> Given information
use clap::Parser;
use client::{ClientConfig, ClientSession};
use log::info;
use rand::Rng;
use shared::{Vec2, ZoneGrid};
use std::time::Duration;

#[derive(Parser, Debug)]
#[command(author, version, about, long_about = None)]
struct Args {
    /// Coordinator address
    #[arg(short, long, default_value = "127.0.0.1:7000")]
    coordinator: String,

    /// Player id; a random one is generated when omitted
    #[arg(long)]
    id: Option<u64>,

    /// Player name
    #[arg(short, long, default_value = "player")]
    name: String,

    /// Session key presented to zone servers
    #[arg(long, default_value = "local")]
    session_key: String,

    /// Spawn position
    #[arg(short, long, default_value = "250")]
    x: f32,

    #[arg(short, long, default_value = "250")]
    y: f32,

    /// Starting velocity in units per second
    #[arg(long, default_value = "0")]
    vx: f32,

    #[arg(long, default_value = "0")]
    vy: f32,

    /// Pick a new random heading every this many seconds (0 keeps the
    /// starting velocity)
    #[arg(short, long, default_value = "0")]
    wander: u64,

    /// Zone side length in world units, must match the coordinator
    #[arg(long, default_value = "500")]
    cell_size: f32,

    /// Tick rate (updates per second)
    #[arg(short, long, default_value = "20")]
    tick_rate: u32,
}

impl Args {
    fn into_config(self) -> Result<ClientConfig, Box<dyn std::error::Error>> {
        if self.tick_rate == 0 {
            return Err("tick rate must be greater than zero".into());
        }

        let config = ClientConfig {
            player_id: self.id.unwrap_or_else(|| rand::thread_rng().gen_range(1..1_000_000)),
            name: self.name,
            session_key: self.session_key,
            coordinator_addr: self.coordinator.parse()?,
            grid: ZoneGrid::new(self.cell_size)?,
            spawn_at: Vec2::new(self.x, self.y),
            tick_interval: Duration::from_secs_f32(1.0 / self.tick_rate as f32),
            ..ClientConfig::default()
        };
        Ok(config.validate()?)
    }
}

fn random_heading(speed: f32) -> Vec2 {
    let angle = rand::thread_rng().gen_range(0.0..std::f32::consts::TAU);
    Vec2::new(angle.cos() * speed, angle.sin() * speed)
}

#[tokio::main]
async fn main() -> Result<(), Box<dyn std::error::Error>> {
    env_logger::init();

    if std::env::var("RUST_LOG").is_err() {
        eprintln!("Set RUST_LOG=info for detailed logging");
    }

    let args = Args::parse();
    let velocity = Vec2::new(args.vx, args.vy);
    let wander = Duration::from_secs(args.wander);
    let config = args.into_config()?;

    info!("Starting client for player {} ({})", config.player_id, config.name);
    info!("Coordinator: {}", config.coordinator_addr);

    let mut session = ClientSession::connect(config).await?;
    session.set_velocity(velocity);

    let speed = velocity.length().max(50.0);
    let ctrl_c = tokio::signal::ctrl_c();
    tokio::pin!(ctrl_c);

    if wander.is_zero() {
        tokio::select! {
            result = session.run_until(std::future::pending::<()>()) => result?,
            _ = &mut ctrl_c => info!("Received Ctrl+C, leaving..."),
        }
    } else {
        loop {
            tokio::select! {
                result = session.run_until(tokio::time::sleep(wander)) => result?,
                _ = &mut ctrl_c => {
                    info!("Received Ctrl+C, leaving...");
                    break;
                }
            }
            let heading = random_heading(speed);
            info!("New heading {} at {}", heading, session.position());
            session.set_velocity(heading);
        }
    }

    session.leave().await;

    let stats = session.stats();
    info!(
        "Session ended: {} switches, {} reconnects, {} anomalies",
        stats.switches,
        stats.reconnects,
        session.anomalies().count()
    );

    Ok(())
}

> Prompt
Go through the records above and copy every line holding the word "error".

> Result
    fn into_config(self) -> Result<ClientConfig, Box<dyn std::error::Error>> {
async fn main() -> Result<(), Box<dyn std::error::Error>> {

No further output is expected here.